>>676057
It would give no concrete result, without human scholarship, I think. Because there is the issue of what the authors of the Bible meant, and I don't know if an AI could reach a conclusion without looking at what scholarship has to say.
If scholars are also analyzed… then the answer would be "none" probably, because no church in existence today is a copy-paste of the New Testament communities and the late 1st-early 2nd century communities.
Churches that use the model of a single bishop as leader of a church, rather than a college of priests, would be rejected, as well as churches that don't do baptism for the dead (a practice mentionned by Paul in 1 Corinthians, neither positively nor negatively), and so on…
If there is a result anyway, I guess I would be curious to see the AI's reasonment behind picking its choice, and I might entertain it, but if I'm not convinced by it I'm not going to listen to the AI anyway just because it's smarter than me.

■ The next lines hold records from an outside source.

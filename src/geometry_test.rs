#![allow(clippy::float_cmp)]

use super::*;

const EPSILON: f64 = 1e-10;

fn approx_eq(a: f64, b: f64) -> bool {
    (a - b).abs() < EPSILON
}

// --- normalize_angle ---

#[test]
fn normalize_keeps_in_range_values() {
    assert_eq!(normalize_angle(0.0), 0.0);
    assert_eq!(normalize_angle(45.5), 45.5);
    assert_eq!(normalize_angle(359.0), 359.0);
}

#[test]
fn normalize_wraps_full_turns() {
    assert_eq!(normalize_angle(360.0), 0.0);
    assert_eq!(normalize_angle(720.0), 0.0);
    assert_eq!(normalize_angle(450.0), 90.0);
}

#[test]
fn normalize_negative_angles() {
    assert_eq!(normalize_angle(-90.0), 270.0);
    assert_eq!(normalize_angle(-450.0), 270.0);
}

#[test]
fn normalize_tiny_negative_never_returns_360() {
    let n = normalize_angle(-1e-20);
    assert!((0.0..360.0).contains(&n));
}

// --- snap_to_nearest_angle ---

#[test]
fn snap_within_threshold() {
    assert_eq!(snap_to_nearest_angle(91.0), 90.0);
    assert_eq!(snap_to_nearest_angle(88.0), 90.0);
    assert_eq!(snap_to_nearest_angle(181.5), 180.0);
}

#[test]
fn snap_outside_threshold_returns_normalized() {
    assert_eq!(snap_to_nearest_angle(95.0), 95.0);
    assert_eq!(snap_to_nearest_angle(-265.0), 95.0);
}

#[test]
fn snap_wraps_near_full_turn_to_zero() {
    assert_eq!(snap_to_nearest_angle(358.0), 0.0);
    assert_eq!(snap_to_nearest_angle(359.9), 0.0);
    assert_eq!(snap_to_nearest_angle(-1.0), 0.0);
}

#[test]
fn snap_result_is_always_normalized() {
    for raw in [-720.0, -361.0, -1.0, 0.0, 44.0, 271.0, 1000.0] {
        let snapped = snap_to_nearest_angle(raw);
        assert!((0.0..360.0).contains(&snapped), "{raw} snapped to {snapped}");
    }
}

#[test]
fn snap_with_custom_set() {
    let snaps = [0.0, 45.0, 90.0];
    assert_eq!(snap_to_nearest_angle_with(47.0, &snaps, 5.0), 45.0);
    assert_eq!(snap_to_nearest_angle_with(47.0, &snaps, 1.0), 47.0);
}

#[test]
fn snap_first_match_wins() {
    // Overlapping thresholds: the first listed angle is chosen.
    let snaps = [10.0, 12.0];
    assert_eq!(snap_to_nearest_angle_with(11.0, &snaps, 5.0), 10.0);
}

// --- is_straight ---

#[test]
fn straight_detects_aligned_angles() {
    assert!(is_straight(0.0, &SNAP_ANGLES, SNAP_THRESHOLD_DEG));
    assert!(is_straight(271.0, &SNAP_ANGLES, SNAP_THRESHOLD_DEG));
    assert!(is_straight(359.0, &SNAP_ANGLES, SNAP_THRESHOLD_DEG));
    assert!(is_straight(-90.0, &SNAP_ANGLES, SNAP_THRESHOLD_DEG));
}

#[test]
fn straight_rejects_tilted_angles() {
    assert!(!is_straight(30.0, &SNAP_ANGLES, SNAP_THRESHOLD_DEG));
    assert!(!is_straight(93.0, &SNAP_ANGLES, SNAP_THRESHOLD_DEG));
}

// --- constrain_position ---

#[test]
fn constrain_far_out_of_range() {
    assert_eq!(constrain_position(-500.0, 9000.0), (5.0, 95.0));
}

#[test]
fn constrain_keeps_in_range() {
    assert_eq!(constrain_position(70.0, 40.0), (70.0, 40.0));
    assert_eq!(constrain_position(5.0, 95.0), (5.0, 95.0));
}

#[test]
fn constrain_axes_are_independent() {
    assert_eq!(constrain_position(50.0, -1.0), (50.0, 5.0));
    assert_eq!(constrain_position(100.0, 50.0), (95.0, 50.0));
}

#[test]
fn constrain_sweep_stays_in_bounds() {
    let mut v = -1000.0;
    while v <= 1000.0 {
        let (x, y) = constrain_position(v, -v);
        assert!((5.0..=95.0).contains(&x));
        assert!((5.0..=95.0).contains(&y));
        v += 7.3;
    }
}

#[test]
fn constrain_nan_and_infinity() {
    assert_eq!(constrain_position(f64::NAN, f64::INFINITY), (5.0, 95.0));
    assert_eq!(constrain_position(f64::NEG_INFINITY, 50.0), (5.0, 50.0));
}

#[test]
fn constrain_with_custom_margin() {
    assert_eq!(constrain_position_with(0.0, 100.0, 10.0), (10.0, 90.0));
}

// --- clamp_scale ---

#[test]
fn clamp_scale_bounds() {
    assert_eq!(clamp_scale(0.1, 0.5, 2.0), 0.5);
    assert_eq!(clamp_scale(3.0, 0.5, 2.0), 2.0);
    assert_eq!(clamp_scale(1.25, 0.5, 2.0), 1.25);
    assert_eq!(clamp_scale(f64::INFINITY, 0.5, 2.0), 2.0);
}

#[test]
fn clamp_scale_nan_is_identity_scale() {
    assert_eq!(clamp_scale(f64::NAN, 0.5, 2.0), 1.0);
}

// --- conversions ---

#[test]
fn percent_pixel_conversion() {
    assert_eq!(to_percent(200.0, 100.0, 1000.0, 500.0), (20.0, 20.0));
    assert_eq!(to_pixels(20.0, 20.0, 1000.0, 500.0), (200.0, 100.0));
}

#[test]
fn percent_of_zero_container_is_zero() {
    assert_eq!(to_percent(10.0, 10.0, 0.0, 0.0), (0.0, 0.0));
}

#[test]
fn distance_and_angle() {
    let pivot = Point::new(0.0, 0.0);
    assert!(approx_eq(distance(pivot, Point::new(3.0, 4.0)), 5.0));
    assert!(approx_eq(angle_between(pivot, Point::new(0.0, 10.0)), std::f64::consts::FRAC_PI_2));
    assert!(approx_eq(angle_between(pivot, Point::new(-1.0, 0.0)), std::f64::consts::PI));
}

#[test]
fn rect_center() {
    let r = Rect::new(10.0, 20.0, 100.0, 50.0);
    assert_eq!(r.center(), Point::new(60.0, 45.0));
}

The problem is that, if development of doctrine is taken into account, and so the Church Fathers, the history of the Church, the councils, etc. are taken into account as well, then I think the AI would struggle. Neither Catholicism or Orthodoxy portrays the fullness of the pre-schism traditions, due to the diversity that was lost with the schism.
I'd be more curious to have an AI try to figure out how to solve the schism without compromise of dogma for either side.